As of February 2014 all park visitors must be accompanied by a professional guide, even for single day trips. At the park entrance Rodolfo said he had two spots left and we could pay for a one-day tour. Rodolfo continuously showed us different animals such as tiny bats, scarlet macaws, the Keel-billed Toucan, Fiery-billed Aracari and other birds, as well as two-toed and three-toed sloths and four kinds of endangered monkeys; the Howler Monkey, Spider Monkey, Squirrel Monkey and White-Faced (Capuchin) Monkey.


Howler Monkey
Howler Monkeys got their names due to the deep rumbling growls they make in the early mornings to mark their presence and thereby, their territory. Their noise carries for up to five kilometres and makes the loudest sound in the jungle.

Spider Monkey
Spider Monkeys can use their tails like a fifth hand with which they can support their entire body weight. They are known to communicate by gestures: by approach of a human they might climb to the end of a branch and shake it vigorously to scare the intruder away. If this does not work, they can throw heavy branches at the unwanted guest.

Squirrel Monkey
The Squirrel Monkey is a tiny monkey (circa 0.6 kg). These fast moving monkeys do not use their tails for climbing, but as a balancing pole (similar to cats).

White-Faced (Capuchin) Monkey
Capuchins are approximately 50 cm high and eat everything from flowers, fruit, bird-eggs, insects to the sandwich you brought to the beach. Watch out with these overactive primates: they are known to snatch anything edible or shiny and are sometimes aggressive to defend their territory. Luckily, we have experienced them in their natural way, without interactions with humans. Sadly, however, Capuchin monkeys seem to have undergone a recent rise in pet trade.

Sloths switch trees every two to three days and they feed on leaves. Because their diet consists of this poor nutrition, their metabolism is so low that it calls for their laziness and low body temperature. For reasons that nobody actually understands sloths take the risk to climb down their tree to urinate and defecate once a week. This action is hard to understand, as there is no clear need to do so. Every time sloths spend this half hour to go about their ‘business’ they are defenceless and in severe danger of predators.

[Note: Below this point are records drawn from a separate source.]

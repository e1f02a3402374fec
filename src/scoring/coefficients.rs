use anyhow::{bail, Result};
use serde::{Deserialize, Serialize};

use super::diagnostic::DiagnosticType;
use super::levels::{
    Answer, ArabicAnswer, Drive, Encadrement, Mastery, Organisation, Participation, Strength,
    Writing,
};

/// Weights and thresholds for every diagnostic.
///
/// Persisted as JSON under `adminCoefficients`. Each section is merged field by field
/// onto the built-in defaults, so an override only needs the values it changes.
///
/// Example:
/// ```json
/// {
///   "soutienFamilial": { "seuilFort": 2.7 },
///   "styleApprentissage": { "parfait": 4 }
/// }
/// ```
///
/// Values are taken as entered. Nothing checks that stronger levels weigh more than
/// weaker ones or that thresholds are ordered.
#[derive(Debug, Clone, Default, PartialEq, Serialize, Deserialize)]
#[serde(rename_all = "camelCase", default)]
pub struct Coefficients {
    pub diagnostic_general: RythmeCoefficients,
    pub style_apprentissage: StyleCoefficients,
    pub intelligences_multiples: IntelligenceCoefficients,
    pub soutien_familial: SoutienCoefficients,
    pub motivation_participation: MotivationCoefficients,
}

/// Flat view of one diagnostic's coefficients, addressed by their JSON key.
pub trait CoefficientTable {
    fn entries(&self) -> Vec<(&'static str, f64)>;
    fn slot_mut(&mut self, key: &str) -> Option<&mut f64>;

    fn keys(&self) -> Vec<&'static str> {
        self.entries().into_iter().map(|(key, _)| key).collect()
    }
}

macro_rules! coefficient_table {
    ($ty:ty { $($field:ident => $key:literal),+ $(,)? }) => {
        impl CoefficientTable for $ty {
            fn entries(&self) -> Vec<(&'static str, f64)> {
                vec![$(($key, self.$field)),+]
            }

            fn slot_mut(&mut self, key: &str) -> Option<&mut f64> {
                match key {
                    $($key => Some(&mut self.$field),)+
                    _ => None,
                }
            }
        }
    };
}

/// Rythme d'apprentissage. Writing and Arabic reading reuse the answer weights:
/// `oui` weighs as `correct`, `incomplet` as `partiel`, `wrong` as `faux`.
#[derive(Debug, Clone, PartialEq, Serialize, Deserialize)]
#[serde(rename_all = "camelCase", default)]
pub struct RythmeCoefficients {
    pub correct: f64,
    pub partiel: f64,
    pub faux: f64,
    /// Average at or above this is "rapide"
    pub seuil_rapide: f64,
    /// Average below this is "lent"
    pub seuil_lent: f64,
}

impl Default for RythmeCoefficients {
    fn default() -> Self {
        Self {
            correct: 2.0,
            partiel: 1.0,
            faux: 0.0,
            seuil_rapide: 1.5,
            seuil_lent: 1.0,
        }
    }
}

impl RythmeCoefficients {
    pub fn answer(&self, level: Answer) -> f64 {
        match level {
            Answer::Correct => self.correct,
            Answer::Partiel => self.partiel,
            Answer::Faux => self.faux,
        }
    }

    pub fn arabic(&self, level: ArabicAnswer) -> f64 {
        match level {
            ArabicAnswer::Correct => self.correct,
            ArabicAnswer::Partiel => self.partiel,
            ArabicAnswer::Wrong => self.faux,
        }
    }

    pub fn writing(&self, level: Writing) -> f64 {
        match level {
            Writing::Oui => self.correct,
            Writing::Incomplet => self.partiel,
        }
    }
}

coefficient_table!(RythmeCoefficients {
    correct => "correct",
    partiel => "partiel",
    faux => "faux",
    seuil_rapide => "seuilRapide",
    seuil_lent => "seuilLent",
});

#[derive(Debug, Clone, PartialEq, Serialize, Deserialize)]
#[serde(default)]
pub struct StyleCoefficients {
    pub parfait: f64,
    pub moyen: f64,
    pub faible: f64,
}

impl Default for StyleCoefficients {
    fn default() -> Self {
        Self {
            parfait: 3.0,
            moyen: 2.0,
            faible: 1.0,
        }
    }
}

impl StyleCoefficients {
    pub fn weight(&self, level: Mastery) -> f64 {
        match level {
            Mastery::Parfait => self.parfait,
            Mastery::Moyen => self.moyen,
            Mastery::Faible => self.faible,
        }
    }
}

coefficient_table!(StyleCoefficients {
    parfait => "parfait",
    moyen => "moyen",
    faible => "faible",
});

#[derive(Debug, Clone, PartialEq, Serialize, Deserialize)]
#[serde(default)]
pub struct IntelligenceCoefficients {
    pub fort: f64,
    pub moyen: f64,
    pub faible: f64,
}

impl Default for IntelligenceCoefficients {
    fn default() -> Self {
        Self {
            fort: 3.0,
            moyen: 2.0,
            faible: 1.0,
        }
    }
}

impl IntelligenceCoefficients {
    pub fn weight(&self, level: Strength) -> f64 {
        match level {
            Strength::Fort => self.fort,
            Strength::Moyen => self.moyen,
            Strength::Faible => self.faible,
        }
    }
}

coefficient_table!(IntelligenceCoefficients {
    fort => "fort",
    moyen => "moyen",
    faible => "faible",
});

#[derive(Debug, Clone, PartialEq, Serialize, Deserialize)]
#[serde(rename_all = "camelCase", default)]
pub struct SoutienCoefficients {
    pub bonne: f64,
    pub moyenne: f64,
    pub faible: f64,
    pub present: f64,
    pub occasionnel: f64,
    pub absent: f64,
    pub forte: f64,
    pub moyenne_motivation: f64,
    pub faible_motivation: f64,
    pub seuil_fort: f64,
    pub seuil_moyen: f64,
}

impl Default for SoutienCoefficients {
    fn default() -> Self {
        Self {
            bonne: 3.0,
            moyenne: 2.0,
            faible: 1.0,
            present: 3.0,
            occasionnel: 2.0,
            absent: 1.0,
            forte: 3.0,
            moyenne_motivation: 2.0,
            faible_motivation: 1.0,
            seuil_fort: 2.5,
            seuil_moyen: 1.5,
        }
    }
}

impl SoutienCoefficients {
    pub fn organisation(&self, level: Organisation) -> f64 {
        match level {
            Organisation::Bonne => self.bonne,
            Organisation::Moyenne => self.moyenne,
            Organisation::Faible => self.faible,
        }
    }

    pub fn encadrement(&self, level: Encadrement) -> f64 {
        match level {
            Encadrement::Present => self.present,
            Encadrement::Occasionnel => self.occasionnel,
            Encadrement::Absent => self.absent,
        }
    }

    pub fn motivation(&self, level: Drive) -> f64 {
        match level {
            Drive::Forte => self.forte,
            Drive::Moyenne => self.moyenne_motivation,
            Drive::Faible => self.faible_motivation,
        }
    }
}

coefficient_table!(SoutienCoefficients {
    bonne => "bonne",
    moyenne => "moyenne",
    faible => "faible",
    present => "present",
    occasionnel => "occasionnel",
    absent => "absent",
    forte => "forte",
    moyenne_motivation => "moyenneMotivation",
    faible_motivation => "faibleMotivation",
    seuil_fort => "seuilFort",
    seuil_moyen => "seuilMoyen",
});

#[derive(Debug, Clone, PartialEq, Serialize, Deserialize)]
#[serde(rename_all = "camelCase", default)]
pub struct MotivationCoefficients {
    pub active: f64,
    pub moyenne: f64,
    pub faible_participation: f64,
    pub forte: f64,
    pub moyenne_motivation: f64,
    pub faible_motivation: f64,
    pub seuil_haute: f64,
    pub seuil_moyenne: f64,
}

impl Default for MotivationCoefficients {
    fn default() -> Self {
        Self {
            active: 3.0,
            moyenne: 2.0,
            faible_participation: 1.0,
            forte: 3.0,
            moyenne_motivation: 2.0,
            faible_motivation: 1.0,
            seuil_haute: 2.5,
            seuil_moyenne: 1.5,
        }
    }
}

impl MotivationCoefficients {
    pub fn participation(&self, level: Participation) -> f64 {
        match level {
            Participation::Active => self.active,
            Participation::Moyenne => self.moyenne,
            Participation::Faible => self.faible_participation,
        }
    }

    pub fn motivation(&self, level: Drive) -> f64 {
        match level {
            Drive::Forte => self.forte,
            Drive::Moyenne => self.moyenne_motivation,
            Drive::Faible => self.faible_motivation,
        }
    }
}

coefficient_table!(MotivationCoefficients {
    active => "active",
    moyenne => "moyenne",
    faible_participation => "faibleParticipation",
    forte => "forte",
    moyenne_motivation => "moyenneMotivation",
    faible_motivation => "faibleMotivation",
    seuil_haute => "seuilHaute",
    seuil_moyenne => "seuilMoyenne",
});

impl Coefficients {
    pub fn table(&self, diagnostic: DiagnosticType) -> &dyn CoefficientTable {
        match diagnostic {
            DiagnosticType::Rythme => &self.diagnostic_general,
            DiagnosticType::Style => &self.style_apprentissage,
            DiagnosticType::Intelligences => &self.intelligences_multiples,
            DiagnosticType::SoutienFamilial => &self.soutien_familial,
            DiagnosticType::MotivationParticipation => &self.motivation_participation,
        }
    }

    pub fn table_mut(&mut self, diagnostic: DiagnosticType) -> &mut dyn CoefficientTable {
        match diagnostic {
            DiagnosticType::Rythme => &mut self.diagnostic_general,
            DiagnosticType::Style => &mut self.style_apprentissage,
            DiagnosticType::Intelligences => &mut self.intelligences_multiples,
            DiagnosticType::SoutienFamilial => &mut self.soutien_familial,
            DiagnosticType::MotivationParticipation => &mut self.motivation_participation,
        }
    }

    /// Merge a partial update into one diagnostic's coefficients.
    ///
    /// Every key is checked before anything is written, so an unknown key leaves the
    /// set untouched.
    pub fn merge(&mut self, diagnostic: DiagnosticType, updates: &[(String, f64)]) -> Result<()> {
        let table = self.table_mut(diagnostic);
        if let Some((key, _)) = updates.iter().find(|(key, _)| table.slot_mut(key).is_none()) {
            bail!(
                "Unknown coefficient '{}' for {} (expected one of: {})",
                key,
                diagnostic.coefficients_key(),
                table.keys().join(", ")
            );
        }

        for (key, value) in updates {
            if let Some(slot) = table.slot_mut(key) {
                *slot = *value;
            }
        }
        Ok(())
    }
}

#[cfg(test)]
mod tests {
    use super::*;

    #[test]
    fn test_default_coefficients() {
        let coefficients = Coefficients::default();
        assert_eq!(coefficients.diagnostic_general.correct, 2.0);
        assert_eq!(coefficients.diagnostic_general.seuil_rapide, 1.5);
        assert_eq!(coefficients.style_apprentissage.parfait, 3.0);
        assert_eq!(coefficients.soutien_familial.seuil_fort, 2.5);
        assert_eq!(coefficients.motivation_participation.seuil_moyenne, 1.5);
    }

    #[test]
    fn test_uses_admin_json_names() {
        let json = serde_json::to_value(Coefficients::default()).unwrap();
        assert_eq!(json["soutienFamilial"]["moyenneMotivation"], 2.0);
        assert_eq!(json["motivationParticipation"]["faibleParticipation"], 1.0);
        assert_eq!(json["diagnosticGeneral"]["seuilLent"], 1.0);
    }

    #[test]
    fn test_partial_override_keeps_defaults() {
        let json = r#"{"soutienFamilial": {"seuilFort": 2.8}}"#;
        let coefficients: Coefficients = serde_json::from_str(json).unwrap();

        assert_eq!(coefficients.soutien_familial.seuil_fort, 2.8);
        assert_eq!(coefficients.soutien_familial.seuil_moyen, 1.5);
        assert_eq!(coefficients.style_apprentissage, StyleCoefficients::default());
    }

    #[test]
    fn test_empty_override_is_default() {
        let coefficients: Coefficients = serde_json::from_str("{}").unwrap();
        assert_eq!(coefficients, Coefficients::default());
    }

    #[test]
    fn test_table_entries_follow_json_keys() {
        let coefficients = Coefficients::default();
        let keys = coefficients.table(DiagnosticType::MotivationParticipation).keys();
        assert_eq!(keys[2], "faibleParticipation");
        assert_eq!(keys.len(), 8);
    }

    #[test]
    fn test_merge_updates_values() {
        let mut coefficients = Coefficients::default();
        coefficients
            .merge(
                DiagnosticType::Style,
                &[("parfait".to_string(), 5.0), ("faible".to_string(), -1.0)],
            )
            .unwrap();

        assert_eq!(coefficients.style_apprentissage.parfait, 5.0);
        // No range checking
        assert_eq!(coefficients.style_apprentissage.faible, -1.0);
        assert_eq!(coefficients.style_apprentissage.moyen, 2.0);
    }

    #[test]
    fn test_merge_unknown_key_changes_nothing() {
        let mut coefficients = Coefficients::default();
        let result = coefficients.merge(
            DiagnosticType::Intelligences,
            &[("fort".to_string(), 9.0), ("parfait".to_string(), 1.0)],
        );

        assert!(result.is_err());
        assert!(result.unwrap_err().to_string().contains("parfait"));
        assert_eq!(coefficients.intelligences_multiples.fort, 3.0);
    }

    #[test]
    fn test_writing_and_arabic_reuse_answer_weights() {
        let rythme = RythmeCoefficients {
            correct: 10.0,
            partiel: 4.0,
            faux: -2.0,
            ..Default::default()
        };
        assert_eq!(rythme.writing(Writing::Oui), 10.0);
        assert_eq!(rythme.writing(Writing::Incomplet), 4.0);
        assert_eq!(rythme.arabic(ArabicAnswer::Wrong), -2.0);
    }
}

Rodolfo found the frog that we still had on our wish-list after our frog safaris near the Arenal Volcano; the green-and-black poison dart frog. This frog is highly toxic; the very small amount of poison the frog possesses is enough to make a human heart stop beating.

Rodolfo also showed us a group of coatis which were greedily digging up turtle eggs from the beach; a sad spectacle, but it’s part of nature. Equally harsh, he let us taste alive termites (highly nutritious and sweet, we totally understand the anteaters!) as well as wild edible flowers, palm fruit and coconuts.


Rodolfo was the perfect guide and even invited us to stay with him and his girlfriend at his self-designed house in Puerto Jimenez for Christmas!

On his day off he took us on an extra safari to watch birds, crocodiles and alligators, which live in a pool in the village, right between the people.

To surprise Rodolfo, we decorated his house and prepared breakfast and Christmas gifts. He brought a typical Costa Rican Christmas dish made by his mother and served fresh coconut water from his jungle.

We did not want to disturb their whole romantic Christmas, so on Second Christmas Day we continued our way towards the San José airport to fly to Bogota and Santiago de Chile where Rodolfo’s friend Mario could help us find a motor home, how lucky!


Costa Rica

Corcovado National Park

In this post we use some pictures of Rodolfo, the spotting scope expert.